──────── Provided entries ────────

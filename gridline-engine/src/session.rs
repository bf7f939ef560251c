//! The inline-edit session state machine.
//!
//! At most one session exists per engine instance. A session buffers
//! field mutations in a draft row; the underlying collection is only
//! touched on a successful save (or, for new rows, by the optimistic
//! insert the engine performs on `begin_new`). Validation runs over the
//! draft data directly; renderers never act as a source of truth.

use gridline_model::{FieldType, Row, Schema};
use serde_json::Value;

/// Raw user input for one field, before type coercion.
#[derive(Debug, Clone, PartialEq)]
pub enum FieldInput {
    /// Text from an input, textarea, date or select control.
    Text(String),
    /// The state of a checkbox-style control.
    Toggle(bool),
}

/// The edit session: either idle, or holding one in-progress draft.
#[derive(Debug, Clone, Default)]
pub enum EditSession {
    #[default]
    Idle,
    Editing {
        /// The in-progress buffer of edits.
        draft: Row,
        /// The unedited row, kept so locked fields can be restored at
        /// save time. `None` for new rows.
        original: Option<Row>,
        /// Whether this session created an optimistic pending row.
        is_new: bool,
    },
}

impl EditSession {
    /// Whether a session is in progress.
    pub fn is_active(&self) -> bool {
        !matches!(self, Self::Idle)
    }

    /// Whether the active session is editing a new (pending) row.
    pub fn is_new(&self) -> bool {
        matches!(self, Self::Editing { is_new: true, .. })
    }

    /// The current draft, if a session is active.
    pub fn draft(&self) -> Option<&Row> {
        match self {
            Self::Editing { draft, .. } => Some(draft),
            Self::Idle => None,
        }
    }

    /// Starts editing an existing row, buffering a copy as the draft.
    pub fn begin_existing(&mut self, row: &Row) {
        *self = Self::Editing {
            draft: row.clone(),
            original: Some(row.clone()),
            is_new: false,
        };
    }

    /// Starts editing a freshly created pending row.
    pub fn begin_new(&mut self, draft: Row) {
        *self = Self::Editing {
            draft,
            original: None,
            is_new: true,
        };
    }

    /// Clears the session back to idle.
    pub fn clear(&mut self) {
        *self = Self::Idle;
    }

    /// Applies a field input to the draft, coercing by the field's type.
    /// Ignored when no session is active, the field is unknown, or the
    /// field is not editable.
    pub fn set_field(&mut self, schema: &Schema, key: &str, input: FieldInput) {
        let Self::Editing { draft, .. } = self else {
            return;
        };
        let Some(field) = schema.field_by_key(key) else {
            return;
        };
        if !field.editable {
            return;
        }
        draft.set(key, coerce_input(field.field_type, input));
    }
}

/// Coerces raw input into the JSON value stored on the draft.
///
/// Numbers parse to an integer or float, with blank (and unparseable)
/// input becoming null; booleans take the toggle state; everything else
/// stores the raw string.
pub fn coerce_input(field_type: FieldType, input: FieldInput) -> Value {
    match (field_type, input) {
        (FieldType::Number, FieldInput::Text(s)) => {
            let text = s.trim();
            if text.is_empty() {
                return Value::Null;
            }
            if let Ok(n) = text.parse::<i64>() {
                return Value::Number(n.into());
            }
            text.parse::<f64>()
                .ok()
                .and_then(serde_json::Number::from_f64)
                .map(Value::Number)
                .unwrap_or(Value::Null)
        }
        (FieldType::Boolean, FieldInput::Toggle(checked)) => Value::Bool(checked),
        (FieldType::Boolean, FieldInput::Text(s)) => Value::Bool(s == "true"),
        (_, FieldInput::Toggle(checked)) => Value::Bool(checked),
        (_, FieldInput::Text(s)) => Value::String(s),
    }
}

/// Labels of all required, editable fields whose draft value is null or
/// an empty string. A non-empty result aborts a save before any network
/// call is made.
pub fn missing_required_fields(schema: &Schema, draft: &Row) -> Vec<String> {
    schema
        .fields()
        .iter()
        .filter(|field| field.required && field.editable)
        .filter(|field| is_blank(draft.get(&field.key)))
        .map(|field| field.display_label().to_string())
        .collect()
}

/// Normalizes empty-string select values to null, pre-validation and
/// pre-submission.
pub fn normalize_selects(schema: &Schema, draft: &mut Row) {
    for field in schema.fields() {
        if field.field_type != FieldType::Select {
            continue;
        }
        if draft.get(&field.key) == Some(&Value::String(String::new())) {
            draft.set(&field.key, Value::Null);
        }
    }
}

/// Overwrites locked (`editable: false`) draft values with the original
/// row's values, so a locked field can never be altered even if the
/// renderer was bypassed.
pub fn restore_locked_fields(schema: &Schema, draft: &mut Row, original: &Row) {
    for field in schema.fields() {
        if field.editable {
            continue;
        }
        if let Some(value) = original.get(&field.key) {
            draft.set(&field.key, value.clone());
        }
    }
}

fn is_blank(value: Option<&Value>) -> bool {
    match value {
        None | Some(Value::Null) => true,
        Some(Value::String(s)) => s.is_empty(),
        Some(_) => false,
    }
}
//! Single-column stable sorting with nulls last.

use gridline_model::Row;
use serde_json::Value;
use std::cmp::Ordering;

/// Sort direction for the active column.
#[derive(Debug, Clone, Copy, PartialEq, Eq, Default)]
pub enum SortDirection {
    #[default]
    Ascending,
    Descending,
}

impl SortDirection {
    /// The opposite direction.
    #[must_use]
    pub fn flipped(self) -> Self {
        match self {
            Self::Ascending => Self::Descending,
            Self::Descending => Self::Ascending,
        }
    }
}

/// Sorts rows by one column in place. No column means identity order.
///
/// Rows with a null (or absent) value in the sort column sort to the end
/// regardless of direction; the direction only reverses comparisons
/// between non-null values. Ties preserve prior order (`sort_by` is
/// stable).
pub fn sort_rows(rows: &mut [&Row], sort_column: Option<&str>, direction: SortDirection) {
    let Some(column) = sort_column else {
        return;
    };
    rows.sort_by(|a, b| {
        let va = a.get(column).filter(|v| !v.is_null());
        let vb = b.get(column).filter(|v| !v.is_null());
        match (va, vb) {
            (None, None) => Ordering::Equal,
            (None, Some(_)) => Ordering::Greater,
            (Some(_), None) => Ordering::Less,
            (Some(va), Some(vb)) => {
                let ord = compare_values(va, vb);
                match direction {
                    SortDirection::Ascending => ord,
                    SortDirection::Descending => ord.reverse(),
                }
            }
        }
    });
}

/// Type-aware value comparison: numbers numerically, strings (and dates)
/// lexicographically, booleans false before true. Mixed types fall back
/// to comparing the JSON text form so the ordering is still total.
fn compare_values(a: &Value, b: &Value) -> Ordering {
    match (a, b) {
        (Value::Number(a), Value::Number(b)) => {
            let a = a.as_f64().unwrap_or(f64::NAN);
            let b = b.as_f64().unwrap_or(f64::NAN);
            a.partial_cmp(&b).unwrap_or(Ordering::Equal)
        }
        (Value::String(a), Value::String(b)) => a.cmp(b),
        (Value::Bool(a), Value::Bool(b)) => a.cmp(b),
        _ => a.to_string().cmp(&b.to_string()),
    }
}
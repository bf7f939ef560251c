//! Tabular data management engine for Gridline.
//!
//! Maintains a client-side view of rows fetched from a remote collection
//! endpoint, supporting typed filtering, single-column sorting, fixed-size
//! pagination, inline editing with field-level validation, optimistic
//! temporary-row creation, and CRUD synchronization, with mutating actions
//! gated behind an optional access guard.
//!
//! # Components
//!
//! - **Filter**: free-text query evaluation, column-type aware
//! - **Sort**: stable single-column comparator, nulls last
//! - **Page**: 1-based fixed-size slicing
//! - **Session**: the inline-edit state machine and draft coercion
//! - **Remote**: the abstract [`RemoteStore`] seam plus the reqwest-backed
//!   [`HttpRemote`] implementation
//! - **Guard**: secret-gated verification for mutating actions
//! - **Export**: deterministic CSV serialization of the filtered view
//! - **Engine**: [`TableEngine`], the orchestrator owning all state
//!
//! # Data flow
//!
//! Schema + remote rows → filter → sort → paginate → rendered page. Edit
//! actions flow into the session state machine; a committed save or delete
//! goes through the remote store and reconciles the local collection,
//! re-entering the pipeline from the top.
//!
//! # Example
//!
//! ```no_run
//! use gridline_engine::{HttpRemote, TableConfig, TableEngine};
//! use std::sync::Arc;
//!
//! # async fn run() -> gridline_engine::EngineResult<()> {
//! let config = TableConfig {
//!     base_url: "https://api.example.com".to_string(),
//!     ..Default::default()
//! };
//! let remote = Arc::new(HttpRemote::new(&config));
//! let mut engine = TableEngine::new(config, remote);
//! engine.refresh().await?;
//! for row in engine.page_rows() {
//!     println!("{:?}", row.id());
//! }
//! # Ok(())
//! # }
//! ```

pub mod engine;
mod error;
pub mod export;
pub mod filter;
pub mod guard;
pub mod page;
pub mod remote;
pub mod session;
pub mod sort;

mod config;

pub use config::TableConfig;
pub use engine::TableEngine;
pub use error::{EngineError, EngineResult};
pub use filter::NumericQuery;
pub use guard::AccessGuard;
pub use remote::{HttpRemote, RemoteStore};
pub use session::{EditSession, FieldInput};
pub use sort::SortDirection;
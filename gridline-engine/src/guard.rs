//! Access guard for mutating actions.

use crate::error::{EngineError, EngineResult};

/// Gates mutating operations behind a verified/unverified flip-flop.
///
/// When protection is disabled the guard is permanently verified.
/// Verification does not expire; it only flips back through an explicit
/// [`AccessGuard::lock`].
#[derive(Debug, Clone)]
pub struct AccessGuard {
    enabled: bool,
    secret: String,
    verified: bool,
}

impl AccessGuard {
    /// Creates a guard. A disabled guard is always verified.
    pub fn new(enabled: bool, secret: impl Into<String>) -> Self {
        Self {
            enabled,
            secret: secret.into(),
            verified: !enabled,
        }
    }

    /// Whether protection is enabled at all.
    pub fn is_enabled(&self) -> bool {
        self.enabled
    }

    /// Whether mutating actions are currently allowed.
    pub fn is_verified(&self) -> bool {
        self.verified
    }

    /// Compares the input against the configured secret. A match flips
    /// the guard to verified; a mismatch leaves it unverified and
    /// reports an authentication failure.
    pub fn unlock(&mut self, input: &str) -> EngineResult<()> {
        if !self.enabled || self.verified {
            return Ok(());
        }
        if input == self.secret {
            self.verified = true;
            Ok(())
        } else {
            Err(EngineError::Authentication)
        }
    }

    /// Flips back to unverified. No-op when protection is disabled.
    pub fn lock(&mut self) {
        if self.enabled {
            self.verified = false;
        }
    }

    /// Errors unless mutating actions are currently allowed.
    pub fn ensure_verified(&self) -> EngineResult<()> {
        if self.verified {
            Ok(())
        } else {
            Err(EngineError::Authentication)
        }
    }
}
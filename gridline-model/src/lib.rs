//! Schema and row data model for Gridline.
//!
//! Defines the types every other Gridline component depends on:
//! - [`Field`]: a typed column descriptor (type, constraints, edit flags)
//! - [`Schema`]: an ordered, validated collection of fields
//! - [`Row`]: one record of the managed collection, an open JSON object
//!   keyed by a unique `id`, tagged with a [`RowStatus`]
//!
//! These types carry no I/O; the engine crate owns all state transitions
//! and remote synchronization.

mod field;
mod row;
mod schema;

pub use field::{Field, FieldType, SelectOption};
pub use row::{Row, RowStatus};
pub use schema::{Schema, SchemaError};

────────

**Work order:** Everything from the first line above through the line that contains "collection is only" should be duplicated exactly, please, and nothing beyond it.

**Answer to this problem:**
filename gridline-engine/src/session.rs
repository bf7f939ef560251c
//! The inline-edit session state machine.
//!
//! At most one session exists per engine instance. A session buffers
//! field mutations in a draft row; the underlying collection is only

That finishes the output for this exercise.